An LLM API proxy that detects and redacts PII, blocks sensitive content, and tokenizes fields — all before requests reach your AI provider.
# Copy and edit the example rules
cp rules.example.json rules.json
# Start the proxy
bun run src/index.tsThe proxy starts on port 4001 by default. Send requests through it by setting the X-Grepture-Target header to your upstream API:
curl http://localhost:4001/proxy/ \
-H "Authorization: Bearer any-token" \
-H "X-Grepture-Target: https://api.anthropic.com/v1/messages" \
-H "X-Grepture-Auth-Forward: Bearer sk-ant-..." \
-H "Content-Type: application/json" \
-d '{
"model": "claude-sonnet-4-5-20250514",
"max_tokens": 1024,
"messages": [{"role": "user", "content": "My email is john@example.com"}]
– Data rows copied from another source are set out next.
//! # Pagination
//!
//! The flow controller that sections draw through. It owns the canvas and the
//! page geometry and decides when a new page is needed; the vertical position
//! itself is a [`Cursor`] value that every renderer receives and returns, so
//! no renderer depends on hidden position state.
//!
//! Page geometry: the margins frame the page, and inside them a header band
//! and a footer band are reserved for the overlay pass. Body content lives
//! between `frame.top` and `frame.bottom`.
//!
//! Break rules:
//! - `ensure(cursor, needed)` keeps the cursor when `needed` fits exactly.
//! - Content taller than a whole page is placed at the top of a fresh page
//!   and allowed to overflow, so pagination always terminates.
//! - Wrapped text breaks between lines with orphan/widow control
//!   (see [`page_break`]).

pub mod page_break;
pub mod table;

use crate::canvas::Canvas;
use crate::model::{Orientation, PageConfig};
use crate::style::TextStyle;

use page_break::{lines_that_fit, split_lines, LineRules, LineSplit};

/// Height reserved below the top margin for the running header.
pub const HEADER_BAND: f64 = 24.0;
/// Height reserved above the bottom margin for the footer.
pub const FOOTER_BAND: f64 = 24.0;

const LINE_RULES: LineRules = LineRules {
    min_orphan: 2,
    min_widow: 2,
};

/// Current drawing position: page, orientation and vertical offset.
#[derive(Debug, Clone, Copy, PartialEq)]
pub struct Cursor {
    pub page: usize,
    pub orientation: Orientation,
    pub y: f64,
}

impl Cursor {
    pub fn advance(self, dy: f64) -> Self {
        Cursor {
            y: self.y + dy,
            ..self
        }
    }
}

/// Usable area of a page in a given orientation.
#[derive(Debug, Clone, Copy, PartialEq)]
pub struct PageFrame {
    pub page_width: f64,
    pub page_height: f64,
    pub left: f64,
    pub top: f64,
    pub width: f64,
    pub bottom: f64,
}

impl PageFrame {
    pub fn new(config: &PageConfig, orientation: Orientation) -> Self {
        let (page_width, page_height) = config.size.oriented(orientation);
        Self {
            page_width,
            page_height,
            left: config.margin.left,
            top: config.margin.top + HEADER_BAND,
            width: page_width - config.margin.horizontal(),
            bottom: page_height - config.margin.bottom - FOOTER_BAND,
        }
    }

    pub fn right(&self) -> f64 {
        self.left + self.width
    }

    pub fn height(&self) -> f64 {
        self.bottom - self.top
    }
}

/// Controller states, logged at trace level.
#[derive(Debug, Clone, Copy, PartialEq, Eq)]
pub enum FlowState {
    RenderingSection,
    PageBreakPending,
    OrientationSwitchPending,
    Done,
}

pub struct Flow<'c> {
    canvas: &'c mut dyn Canvas,
    config: PageConfig,
    state: FlowState,
}

impl<'c> Flow<'c> {
    pub fn new(canvas: &'c mut dyn Canvas, config: PageConfig) -> Self {
        Self {
            canvas,
            config,
            state: FlowState::RenderingSection,
        }
    }

    pub fn config(&self) -> &PageConfig {
        &self.config
    }

    pub fn state(&self) -> FlowState {
        self.state
    }

    fn transition(&mut self, next: FlowState) {
        if self.state != next {
            log::trace!("flow: {:?} -> {:?}", self.state, next);
            self.state = next;
        }
    }

    pub fn frame(&self, orientation: Orientation) -> PageFrame {
        PageFrame::new(&self.config, orientation)
    }

    /// The canvas, positioned on the cursor's page.
    pub fn canvas_at(&mut self, cursor: Cursor) -> &mut dyn Canvas {
        if self.canvas.current_page() != cursor.page {
            self.canvas.set_page(cursor.page);
        }
        &mut *self.canvas
    }

    pub fn canvas(&mut self) -> &mut dyn Canvas {
        &mut *self.canvas
    }

    /// Open a page in the given orientation and return a cursor at its content top.
    pub fn new_page(&mut self, orientation: Orientation) -> Cursor {
        let page = self.canvas.new_page(orientation);
        self.transition(FlowState::RenderingSection);
        log::debug!("Page {} ({:?})", page + 1, orientation);
        Cursor {
            page,
            orientation,
            y: self.frame(orientation).top,
        }
    }

    /// Break to a new page in the cursor's orientation.
    pub fn page_break(&mut self, cursor: Cursor) -> Cursor {
        self.transition(FlowState::PageBreakPending);
        self.new_page(cursor.orientation)
    }

    /// Start a fresh page in `orientation`, even if the current one is empty.
    pub fn switch_orientation(&mut self, orientation: Orientation) -> Cursor {
        self.transition(FlowState::OrientationSwitchPending);
        self.new_page(orientation)
    }

    pub fn finish(&mut self) {
        self.transition(FlowState::Done);
    }

    pub fn remaining(&self, cursor: Cursor) -> f64 {
        (self.frame(cursor.orientation).bottom - cursor.y).max(0.0)
    }

    pub fn at_page_top(&self, cursor: Cursor) -> bool {
        cursor.y <= self.frame(cursor.orientation).top + 0.01
    }

    /// Guarantee `needed` points below the cursor, breaking the page if not.
    pub fn ensure(&mut self, cursor: Cursor, needed: f64) -> Cursor {
        if needed <= self.remaining(cursor) {
            return cursor;
        }
        if self.at_page_top(cursor) {
            log::warn!(
                "Block of {:.1}pt exceeds the usable page height ({:.1}pt), allowing overflow",
                needed,
                self.frame(cursor.orientation).height()
            );
            return cursor;
        }
        self.page_break(cursor)
    }

    /// Draw pre-wrapped lines at `x`, breaking between lines where needed.
    pub fn draw_lines(&mut self, mut cursor: Cursor, lines: &[String], x: f64, style: &TextStyle) -> Cursor {
        let line_height = style.line_height();
        let mut rest = lines;

        while !rest.is_empty() {
            let fitting = lines_that_fit(self.remaining(cursor), line_height);
            let take = match split_lines(fitting, rest.len(), LINE_RULES) {
                LineSplit::All => rest.len(),
                LineSplit::Take(n) => n,
                // A page that can't hold the minimum still gets what fits.
                LineSplit::NextPage if self.at_page_top(cursor) => fitting.clamp(1, rest.len()),
                LineSplit::NextPage => {
                    cursor = self.page_break(cursor);
                    continue;
                }
            };

            let canvas = self.canvas_at(cursor);
            for line in &rest[..take] {
                canvas.draw_text(line, x, cursor.y, style);
                cursor = cursor.advance(line_height);
            }
            rest = &rest[take..];
            if !rest.is_empty() {
                cursor = self.page_break(cursor);
            }
        }
        cursor
    }
}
}'The proxy will redact john@example.com before it reaches the API, based on your rules.
| Environment Variable | Required | Default | Description |
|---|---|---|---|
GREPTURE_API_KEY |
No | — | If set, only requests with this Bearer token are allowed. If unset, any token is accepted. |
GREPTURE_RULES_FILE |
No | rules.json |
Path to rules configuration file |
GREPTURE_PLUGINS |
No | — | Comma-separated paths to plugin modules to load at startup |
PORT |
No | 4001 |
Port to listen on |
Rules are defined in a JSON file (default: rules.json). See rules.example.json for the full format.
Each rule has:
- conditions — when to apply (match on headers, body, URL, model)
- actions — what to do (redact PII, find/replace, tokenize, block, log)
- apply_to —
input(before forwarding),output(on response), orboth - sampling_rate — percentage of requests to apply to (1-100)
| Action | Description |
|---|---|
redact_pii |
Detect and redact PII using regex patterns (email, phone, SSN, credit card, IP, address, DOB) |
find_replace |
Find and replace text (literal or regex) |
tokenize |
Replace JSON fields with tokens, store originals for later restoration |
redact_field |
Replace specific JSON fields with a fixed value |
block_request |
Block the request with a custom status code and message |
log_only |
Tag the request for logging without modifying it |
Rules are reloaded automatically when the file changes, or on SIGHUP.
docker build -t grepture-proxy .
docker run -p 4001:4001 \
-v $(pwd)/rules.json:/app/rules.json \
grepture-proxyClient → Proxy → [Auth] → [Input Rules] → [Forward] → [Output Rules] → [Detokenize] → Client
- Authenticate the request (optionally validate API key if
GREPTURE_API_KEYis set) - Apply input rules (redact PII, block, tokenize)
- Forward to the upstream API (set via
X-Grepture-Target) - Apply output rules to the response
- Restore tokenized values
- Return the response
Supports both buffered and streaming (SSE) responses. Token restoration works across streamed chunks.